Complement activation is required for IgM-mediated enhancement of the antibody response.

Abstract

The ability of IgM antibodies to specifically enhance the thymus-dependent humoral immune response to particulate antigens is well documented. We have used two approaches to test whether complement factors play a role in this process. First, mice were depleted of C3 by treatment with cobra venom factor (CVF) and then immunized with SRBC with or without IgM-anti-SRBC. CVF treatment severely impaired the capacity of IgM to induce an enhanced anti-SRBC response. Moreover, it was shown that IgM can potentiate the response in C5-deficient AKR mice, thus demonstrating that the complement factors acting before C5 are the crucial ones.

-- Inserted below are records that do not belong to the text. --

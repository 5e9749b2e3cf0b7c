//! Single-flight lock over navigation transitions.
//!
//! Each navigation change plays a fixed-length animation. While it runs, further requests are
//! dropped (not queued). The owner schedules [`TimerEvent::TransitionEnd`] for `duration()` after
//! a successful [`TransitionGuard::try_begin`] and calls [`TransitionGuard::end`] when it arrives.
//! There is no way to abort a transition early.
//!
//! [`TimerEvent::TransitionEnd`]: crate::timeline::TimerEvent::TransitionEnd

use std::time::Duration;

/// Length of the reference section/subsection slide animation.
pub const DEFAULT_TRANSITION: Duration = Duration::from_millis(300);

#[derive(Clone, Copy, Debug, PartialEq, Eq)]
/// At-most-one-in-flight transition lock.
pub struct TransitionGuard {
    in_flight: bool,
    duration: Duration,
}

impl TransitionGuard {
    #[must_use]
    /// An idle guard whose transitions last `duration`.
    pub fn new(duration: Duration) -> Self {
        Self {
            in_flight: false,
            duration,
        }
    }

    /// Marks a transition as started. Returns `false`, changing nothing, if one is running.
    pub fn try_begin(&mut self) -> bool {
        if self.in_flight {
            return false;
        }
        self.in_flight = true;
        true
    }

    /// Clears the in-flight flag once the transition's duration has elapsed.
    pub fn end(&mut self) {
        self.in_flight = false;
    }

    #[must_use]
    /// Whether a transition is currently running.
    pub fn in_flight(&self) -> bool {
        self.in_flight
    }

    #[must_use]
    /// How long each transition holds the guard.
    pub fn duration(&self) -> Duration {
        self.duration
    }
}

impl Default for TransitionGuard {
    fn default() -> Self {
        Self::new(DEFAULT_TRANSITION)
    }
}

#[cfg(test)]
#[path = "tests/guard.rs"]
mod tests;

A second test compared the enhancing properties of two monoclonal IgM-anti-TNP antibodies where, because of a point mutation in the mu chain constant region, one of the antibodies is impaired in its capacity to activate complement. We show that the mutant antibody lacks the enhancing properties of the wild-type IgM. Activation of C3 by IgM antibodies as well as localization of antigen in the spleen seem to be necessary steps in the IgM-mediated enhancement of antibody responses. Our data offer an explanation to the immunosuppression described in CVF-treated animals as well as the low humoral immune responses in certain hereditary complement deficiencies. It is suggested that IgM indeed has an important physiological function in enhancing antibody responses to foreign substances.